Henri se mordit les lèvres.

– J’avais cinq cents bourgeois et hommes du peuple sur la Grève, dit à son tour la duchesse de Montpensier. Ces braves gens avaient reçu le mot d’ordre de notre incomparable Fausta. Elle me fit un signe. Je criai: «Vive le roi!… Et mes gens de crier à tue-tête: Vive le roi!…» Mais il n’y eut point de roi! Je vous garantis, mon frère, que Paris est bien vexé d’avoir crié «Vive le roi!» et de n’avoir point de roi.
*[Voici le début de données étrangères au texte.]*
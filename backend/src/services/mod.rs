//! Fraud scoring and review services

pub mod fraud_review;
pub mod fraud_scorer;

pub use fraud_review::{FraudReview, FraudReviewService, NewFraudReview, ReviewSubject};
pub use fraud_scorer::{score_listing, score_transaction, FraudScore, FraudSignal, RiskLevel};
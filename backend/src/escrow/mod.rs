//! Escrow timer
//!
//! Time-driven lifecycle duties: auto-release, payment deadline expiry,
//! charge reconciliation and payout retries.

mod sweeper;

pub use sweeper::{escrow_sweeper, EscrowSweeper, SweepReport};
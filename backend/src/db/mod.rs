//! Database connection and pool management for PassVault
//!
//! This module handles PostgreSQL connection pooling and migrations.

use sqlx::postgres::{PgPool, PgPoolOptions};
use std::time::Duration;

use crate::config::Config;

/// Fixed timeout for readiness checks; a slow database reports unhealthy instead of hanging.
pub const HEALTH_CHECK_TIMEOUT: Duration = Duration::from_secs(2);

/// Database connection error
#[derive(Debug, thiserror::Error)]
pub enum DbError {
    #[error("Failed to connect to database: {0}")]
    ConnectionError(String),

    #[error("Failed to run migrations: {0}")]
    MigrationError(String),

    #[error("Database health check failed: {0}")]
    HealthCheckError(String),
}

/// Create a database connection pool
pub async fn create_pool(config: &Config) -> Result<PgPool, DbError> {
    tracing::info!("Connecting to database at {}", config.database_url_masked());

    let pool = PgPoolOptions::new()
        .max_connections(config.db_max_connections)
        .acquire_timeout(Duration::from_secs(5))
        .idle_timeout(Duration::from_secs(600))
        .connect(&config.database_url)
        .await
        .map_err(|e| DbError::ConnectionError(e.to_string()))?;

    tracing::info!("Database connection pool created successfully");

    Ok(pool)
}

/// Run database migrations
pub async fn run_migrations(pool: &PgPool) -> Result<(), DbError> {
    tracing::info!("Running database migrations...");

    sqlx::migrate!("./migrations")
        .run(pool)
        .await
        .map_err(|e| DbError::MigrationError(e.to_string()))?;

    tracing::info!("Database migrations completed successfully");

    Ok(())
}

/// Check database connectivity (for health checks)
pub async fn check_health(pool: &PgPool) -> Result<(), DbError> {
    let ping = sqlx::query("SELECT 1").fetch_one(pool);

    match tokio::time::timeout(HEALTH_CHECK_TIMEOUT, ping).await {
        Ok(Ok(_)) => Ok(()),
        Ok(Err(e)) => Err(DbError::HealthCheckError(e.to_string())),
        Err(_) => Err(DbError::HealthCheckError(format!(
            "no answer within {}s",
            HEALTH_CHECK_TIMEOUT.as_secs()
        ))),
    }
}
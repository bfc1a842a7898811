//! Security headers middleware

use axum::{
    extract::Request,
    http::{header, HeaderValue},
    middleware::Next,
    response::Response,
};

/// Hardening headers on every response. API payloads carry payment data, so
/// nothing is cacheable.
pub async fn security_headers(request: Request, next: Next) -> Response {
    let mut response = next.run(request).await;
    let headers = response.headers_mut();

    headers.insert(
        header::X_CONTENT_TYPE_OPTIONS,
        HeaderValue::from_static("nosniff"),
    );
    headers.insert(header::X_FRAME_OPTIONS, HeaderValue::from_static("DENY"));
    headers.insert(
        header::REFERRER_POLICY,
        HeaderValue::from_static("no-referrer"),
    );
    headers.insert(
        header::CONTENT_SECURITY_POLICY,
        HeaderValue::from_static("default-src 'none'; frame-ancestors 'none'"),
    );
    headers.insert(header::CACHE_CONTROL, HeaderValue::from_static("no-store"));

    response
}

/// HSTS, added only in production where TLS terminates in front of us
pub async fn hsts_header(request: Request, next: Next) -> Response {
    let mut response = next.run(request).await;

    response.headers_mut().insert(
        header::STRICT_TRANSPORT_SECURITY,
        HeaderValue::from_static("max-age=31536000; includeSubDomains"),
    );

    response
}
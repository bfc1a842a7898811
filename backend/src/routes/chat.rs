//! Chat route definitions

use axum::{
    routing::{delete, get, post},
    Router,
};

use crate::handlers::chat::{check_message, my_violations, reset_violations};
use crate::state::AppState;

pub fn chat_routes() -> Router<AppState> {
    Router::new()
        .route("/api/chat/messages/check", post(check_message))
        .route("/api/chat/violations/me", get(my_violations))
        .route("/api/chat/violations/:user_id", delete(reset_violations))
}
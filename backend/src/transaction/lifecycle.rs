//! Transition table and commercial-term math for the transaction lifecycle

use rand::Rng;

use super::model::TransactionStatus;
use TransactionStatus::*;

impl TransactionStatus {
    /// Completed, cancelled and refunded transactions never move again
    pub fn is_terminal(&self) -> bool {
        matches!(self, Completed | Cancelled | Refunded)
    }

    /// Every legal edge of the lifecycle graph
    pub fn can_transition_to(&self, next: TransactionStatus) -> bool {
        match self {
            Initiated => matches!(next, AwaitingPayment | Cancelled),
            AwaitingPayment => matches!(next, PaymentConfirmed | EscrowHeld | Cancelled),
            PaymentConfirmed => matches!(next, EscrowHeld | TransferPending | Cancelled | Refunded),
            EscrowHeld => matches!(next, TransferPending | DisputeOpened | Cancelled | Refunded),
            TransferPending => {
                matches!(next, Completed | DisputeOpened | Cancelled | Refunded)
            }
            DisputeOpened => matches!(next, DisputeResolved),
            DisputeResolved => matches!(next, TransferPending | Refunded | Cancelled),
            Completed | Cancelled | Refunded => false,
        }
    }

    /// Statuses from which `next` is reachable in one step
    pub fn predecessors_of(next: TransactionStatus) -> Vec<TransactionStatus> {
        TransactionStatus::ALL
            .iter()
            .copied()
            .filter(|s| s.can_transition_to(next))
            .collect()
    }
}

/// The first status in `expected` that has no edge to `to`, if any
pub fn illegal_source(expected: &[TransactionStatus], to: TransactionStatus) -> Option<TransactionStatus> {
    expected.iter().copied().find(|s| !s.can_transition_to(to))
}

/// Statuses from which a party may cancel (non-terminal, no active dispute)
pub const CANCELLABLE: [TransactionStatus; 6] = [
    Initiated,
    AwaitingPayment,
    PaymentConfirmed,
    EscrowHeld,
    TransferPending,
    DisputeResolved,
];

/// Statuses in which the seller may mark the reservation as transferred
pub const TRANSFERABLE: [TransactionStatus; 2] = [EscrowHeld, PaymentConfirmed];

/// Statuses that allow opening a dispute
pub const DISPUTABLE: [TransactionStatus; 2] = [EscrowHeld, TransferPending];

/// Fee and seller net for a price, rounding half up in minor units
pub fn compute_fees(agreed_price: i64, rate_bps: i32) -> (i64, i64) {
    let fee = (agreed_price as i128 * rate_bps as i128 + 5_000) / 10_000;
    let fee = fee as i64;
    (fee, agreed_price - fee)
}

const CODE_ALPHABET: &[u8] = b"ABCDEFGHJKLMNPQRSTUVWXYZ23456789";

/// Human-readable transaction code like `TX-7KQ2M9PA`
pub fn generate_transaction_code() -> String {
    let mut rng = rand::thread_rng();
    let suffix: String = (0..8)
        .map(|_| CODE_ALPHABET[rng.gen_range(0..CODE_ALPHABET.len())] as char)
        .collect();
    format!("TX-{}", suffix)
}

#[cfg(test)]
mod tests {
    use super::*;

    #[test]
    fn test_main_path_edges() {
        let path = [
            Initiated,
            AwaitingPayment,
            PaymentConfirmed,
            EscrowHeld,
            TransferPending,
            Completed,
        ];
        for pair in path.windows(2) {
            assert!(pair[0].can_transition_to(pair[1]), "{} -> {}", pair[0], pair[1]);
        }
    }

    #[test]
    fn test_collapsed_confirmation_edge() {
        assert!(AwaitingPayment.can_transition_to(EscrowHeld));
    }

    #[test]
    fn test_terminal_states_have_no_exits() {
        for terminal in [Completed, Cancelled, Refunded] {
            assert!(terminal.is_terminal());
            for next in TransactionStatus::ALL {
                assert!(!terminal.can_transition_to(next));
            }
        }
    }

    #[test]
    fn test_dispute_branch() {
        assert!(EscrowHeld.can_transition_to(DisputeOpened));
        assert!(TransferPending.can_transition_to(DisputeOpened));
        assert!(!AwaitingPayment.can_transition_to(DisputeOpened));
        assert!(!DisputeOpened.can_transition_to(Cancelled));
        assert!(!DisputeOpened.can_transition_to(Completed));
        assert_eq!(TransactionStatus::predecessors_of(DisputeResolved), vec![DisputeOpened]);
    }

    #[test]
    fn test_cancellable_excludes_dispute_and_terminal() {
        assert!(!CANCELLABLE.contains(&DisputeOpened));
        for status in CANCELLABLE {
            assert!(status.can_transition_to(Cancelled));
        }
    }

    #[test]
    fn test_illegal_source_flags_missing_edges() {
        assert_eq!(illegal_source(&CANCELLABLE, Cancelled), None);
        assert_eq!(illegal_source(&TRANSFERABLE, TransferPending), None);
        assert_eq!(illegal_source(&DISPUTABLE, DisputeOpened), None);
        assert_eq!(illegal_source(&[EscrowHeld, Initiated], Completed), Some(EscrowHeld));
        assert_eq!(illegal_source(&[DisputeOpened], Cancelled), Some(DisputeOpened));
        assert_eq!(illegal_source(&[], Completed), None);
    }

    #[test]
    fn test_fee_scenario() {
        assert_eq!(compute_fees(1000, 500), (50, 950));
    }

    #[test]
    fn test_fee_sum_invariant() {
        for price in [1, 7, 99, 1_999, 123_457, 10_000_000] {
            for rate in [0, 250, 500, 1_250, 9_999] {
                let (fee, net) = compute_fees(price, rate);
                assert_eq!(fee + net, price);
                assert!(fee >= 0 && net >= 0);
            }
        }
    }

    #[test]
    fn test_fee_rounds_half_up() {
        // 10 * 5% = 0.5 -> 1
        assert_eq!(compute_fees(10, 500), (1, 9));
        // 9 * 5% = 0.45 -> 0
        assert_eq!(compute_fees(9, 500), (0, 9));
    }

    #[test]
    fn test_transaction_code_format() {
        let code = generate_transaction_code();
        assert!(code.starts_with("TX-"));
        assert_eq!(code.len(), 11);
        assert!(code[3..].bytes().all(|b| CODE_ALPHABET.contains(&b)));
    }
}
– Paris est ivre, dit Mayenne, et vous savez comme il a l’ivresse mauvaise.

– Paris gronde, ajouta rudement le cardinal.

– Paris! Paris! éclata Henri. Vous ne parlez que de Paris. On dirait à vous entendre que le royaume de France commence à la porte Bordelle pour finir à la porte Montmartre! Aller à Notre-Dame pour m’y faire couronner! Marcher de là sur le Louvre pour y décréter la déchéance de Valois! C’était possible. C’était facile, trop facile!… Et les provinces, qu’en faites-vous? Et les parlements qui me dénoncent comme fauteur de trouble et de sédition, qu’en faites-vous? Et les évêques fidèles à Sixte qui m’imposent comme condition une parfaite soumission à Rome, qu’en faites-vous? Et le roi d’Espagne qui demande les preuves de mon droit à la couronne, qu’en faites-vous? Roi, je veux l’être, autant pour moi que pour vous. Mais par le ciel, je veux l’être à la manière d’un vrai roi qui prend sa place légitime, et non à la façon d’un larron qui dispute sa couronne à la France ameutée. Que m’apportez-vous? Paris!… Mais c’est moi qui l’ai conquis, Paris!… Paris, c’est moi! Pouvez-vous me donner les parlements, les évêques, Rome, l’Espagne? Non!… Et bien, une femme me donne tout cela d’un mot. Catherine de Médicis!… Oui, Catherine, qui vieille, à bout de forces, et voyant en son fils Henri le dernier représentant des Valois, préfère encore un Guise à un Navarre! Catherine qui sait que son fils est condamné, rongé par une maladie implacable! Catherine qui m’a supplié d’attendre un an, rien qu’un an! d’attendre, dis-je, la mort de son fils! de donner à ce fils une année de tranquillité! Catherine, enfin, qui m’a promis, juré, contre cette tranquillité accordée à l’agonie de son fils, de me faire désigner comme le successeur légitime!… Voici donc mon plan: je vais à Chartres. En fidèle sujet, je ramène le roi à Paris. Pour prix de mes services, il me donne la lieutenance générale, c’est-à-dire la vice-royauté, c’est-à-dire un pied sur les marches du trône. Cette année de répit, je la passe à gouverner sous le nom de ce roi qui sera trop heureux qu’on le laisse processionner avec ses mignons pour le salut de son âme. Et quand il meurt, naturellement, sans secousses, sans guerre dans le royaume et à l’extérieur, je suis le roi légitime… Avez-vous mieux à m’offrir?